While snow blankets the country and most of us would prefer to be curled up in the warm with a mulled wine, the markets have been acting like they have already had a couple of glasses.

Firstly the Irish bailout was announced on Monday; it was mainly in line with what was expected. The desired effect of the package was to calm contagion nerves in the eurozone, however it is pretty clear this did not work.

Portugal has been under strain this week as the Bank of Portugal said that Portuguese banks face enormous levels of risk and may find it very hard to refinance their debt if methods are not implemented to sort out public finances.

They continue to deny the need for outside help, but Standard & Poor’s has warned it may cut Portugal’s rating in the next three months. More worrying is that Spain and Italy are showing signs of contagion, they have been deemed "too big to bail – too big to fail" due to the fact that there simply may not be enough money in the European Central Bank’s (ECB) purse to handle a bailout in the central eurozone countries.

Bonds are the tipple of choice at the moment to help save the eurozone. Italy held a €6.8 billion debt auction this week but paid half a percentage point more than a month ago. While yields on Spanish and Italian bonds rose, and German-Belgian 10 year yield spread was the widest it has been since 1993, not a good advert for the contagion being prevented. The ECB will have held a meeting by the time you read this, apparently to discuss the interest rate, but as that is unlikely to change the meeting would be a valid excuse to unveil new anti-crisis measures, such as the purchases of government bonds.

The Office of Budget Responsibility announced this week that they have raised the 2010 GDP growth forecast to 1.8%, from the previous 1.2%. Likewise they have also dropped the 2011 forecast from 2.3% to 2.1%, this is due to the austerity measures being put in place and a return to normal credit conditions.
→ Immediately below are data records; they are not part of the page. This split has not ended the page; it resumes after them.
// SPDX-FileCopyrightText: 2025 Jason Pena <jasonpena@awkless.com>
// SPDX-License-Identifier: MIT

//! Managed artifact discovery.
//!
//! Find SSH keys and git configs on disk that carry an ownership
//! [marker](crate::sync::marker), and compare the identities that own them
//! against the identity store to find __orphans__.
//!
//! Orphan detection is a plain set difference. Renaming an identity in the
//! identity store makes the old name an orphan, and the new name a fresh
//! identity with a fresh key.

use crate::{config::Identities, path::Layout, sync::marker::parse_marker};

use std::{
    collections::{BTreeMap, BTreeSet},
    fs::{read_dir, read_to_string},
    io::ErrorKind,
    path::{Path, PathBuf},
};
use tracing::{debug, instrument};

const GIT_CONFIG_PREFIX: &str = ".gitconfig-";

/// Find SSH keys carrying an ownership marker.
///
/// Maps identity name to path of private key, i.e., the public key path
/// without its ".pub" extension. Unreadable or foreign keys are skipped. A
/// missing SSH directory yields nothing.
///
/// # Errors
///
/// - Return [`ScanError::ReadDir`] if SSH directory exists but cannot be
///   listed.
#[instrument(level = "debug")]
pub fn find_managed_keys(ssh_dir: &Path) -> Result<BTreeMap<String, PathBuf>> {
    let mut keys = BTreeMap::new();
    for path in list_files(ssh_dir)? {
        let Some(base) = path.to_str().and_then(|path| path.strip_suffix(".pub")) else {
            continue;
        };

        let Ok(content) = read_to_string(&path) else {
            debug!("skip unreadable key {:?}", path.display());
            continue;
        };

        if let Some(name) = parse_marker(&content) {
            debug!("found key of {name} at {:?}", path.display());
            keys.insert(name.to_string(), PathBuf::from(base));
        }
    }

    Ok(keys)
}

/// Find per-identity git configs carrying an ownership marker.
///
/// Only files named `.gitconfig-<name>` whose marker names that same identity
/// count. A hand-written `.gitconfig-<name>` is never treated as managed.
///
/// # Errors
///
/// - Return [`ScanError::ReadDir`] if home directory cannot be listed.
#[instrument(level = "debug")]
pub fn find_managed_git_configs(home: &Path) -> Result<BTreeMap<String, PathBuf>> {
    let mut configs = BTreeMap::new();
    for path in list_files(home)? {
        let Some(name) = path
            .file_name()
            .and_then(|name| name.to_str())
            .and_then(|name| name.strip_prefix(GIT_CONFIG_PREFIX))
            .filter(|name| !name.is_empty())
        else {
            continue;
        };

        let Ok(content) = read_to_string(&path) else {
            debug!("skip unreadable git config {:?}", path.display());
            continue;
        };

        if parse_marker(&content) == Some(name) {
            debug!("found git config of {name} at {:?}", path.display());
            configs.insert(name.to_string(), path.clone());
        }
    }

    Ok(configs)
}

/// Managed artifacts found on disk, keyed by owning identity.
#[derive(Debug, Default, Clone, PartialEq, Eq)]
pub struct ManagedArtifacts {
    /// Private key paths.
    pub keys: BTreeMap<String, PathBuf>,

    /// Per-identity git config paths.
    pub git_configs: BTreeMap<String, PathBuf>,
}

impl ManagedArtifacts {
    /// Scan SSH directory and home directory of layout.
    ///
    /// # Errors
    ///
    /// - Return [`ScanError::ReadDir`] if a scanned directory cannot be
    ///   listed.
    pub fn scan(layout: &Layout) -> Result<Self> {
        Ok(Self {
            keys: find_managed_keys(&layout.ssh_dir())?,
            git_configs: find_managed_git_configs(layout.home())?,
        })
    }

    /// Names owning artifacts that are not configured, sorted by name.
    pub fn orphans(&self, identities: &Identities) -> Vec<String> {
        self.keys
            .keys()
            .chain(self.git_configs.keys())
            .filter(|name| !identities.contains(name))
            .cloned()
            .collect::<BTreeSet<_>>()
            .into_iter()
            .collect()
    }

    /// Every file belonging to an identity.
    ///
    /// Covers both the scanned artifacts and the paths derived from the
    /// identity's name, without duplicates. Files may not exist.
    pub fn files_of(&self, layout: &Layout, name: &str) -> Vec<PathBuf> {
        let mut files = vec![layout.private_key(name), layout.public_key(name)];
        if let Some(private) = self.keys.get(name) {
            let mut public = private.clone().into_os_string();
            public.push(".pub");
            files.extend([private.clone(), PathBuf::from(public)]);
        }
        files.push(layout.identity_git_config(name));
        if let Some(config) = self.git_configs.get(name) {
            files.push(config.clone());
        }

        let mut unique = Vec::with_capacity(files.len());
        for file in files {
            if !unique.contains(&file) {
                unique.push(file);
            }
        }

        unique
    }
}

/// Determine identities that own artifacts on disk, but are no longer
/// configured.
///
/// Result is sorted by name.
///
/// # Errors
///
/// - Return [`ScanError::ReadDir`] if a scanned directory cannot be listed.
pub fn detect_orphans(layout: &Layout, identities: &Identities) -> Result<Vec<String>> {
    Ok(ManagedArtifacts::scan(layout)?.orphans(identities))
}

fn list_files(dir: &Path) -> Result<Vec<PathBuf>> {
    let entries = match read_dir(dir) {
        Ok(entries) => entries,
        Err(err) if err.kind() == ErrorKind::NotFound => return Ok(Vec::new()),
        Err(source) => {
            return Err(ScanError::ReadDir {
                source,
                path: dir.to_path_buf(),
            })
        }
    };

    Ok(entries
        .filter_map(|entry| entry.ok())
        .filter(|entry| entry.file_type().map(|kind| kind.is_file()).unwrap_or(false))
        .map(|entry| entry.path())
        .collect())
}

/// Artifact discovery error types.
#[derive(Debug, thiserror::Error)]
pub enum ScanError {
    #[error("failed to list directory {:?}", path.display())]
    ReadDir {
        #[source]
        source: std::io::Error,
        path: PathBuf,
    },
}

/// Friendly result alias :3
pub type Result<T, E = ScanError> = std::result::Result<T, E>;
UK mortgage approvals illuminated yet more dismal news for the housing market as the number fell to its lowest point in eight months in October. These figures are half the average rate of mortgage approvals and as we have been saying recently, it looks likely to drop even further in the run up to Christmas. US stocks rallied after the ADP national employment change showed its largest jobs gain in three years in November.

Adding 93,000 jobs was higher than analysts expected and an improvement on last month which could mean the labour market is gathering momentum. German unemployment was up significantly, which was a blow to the improving German economy. Looking to the end of the week we have EU GDP brewing and US non-farm payrolls coming up.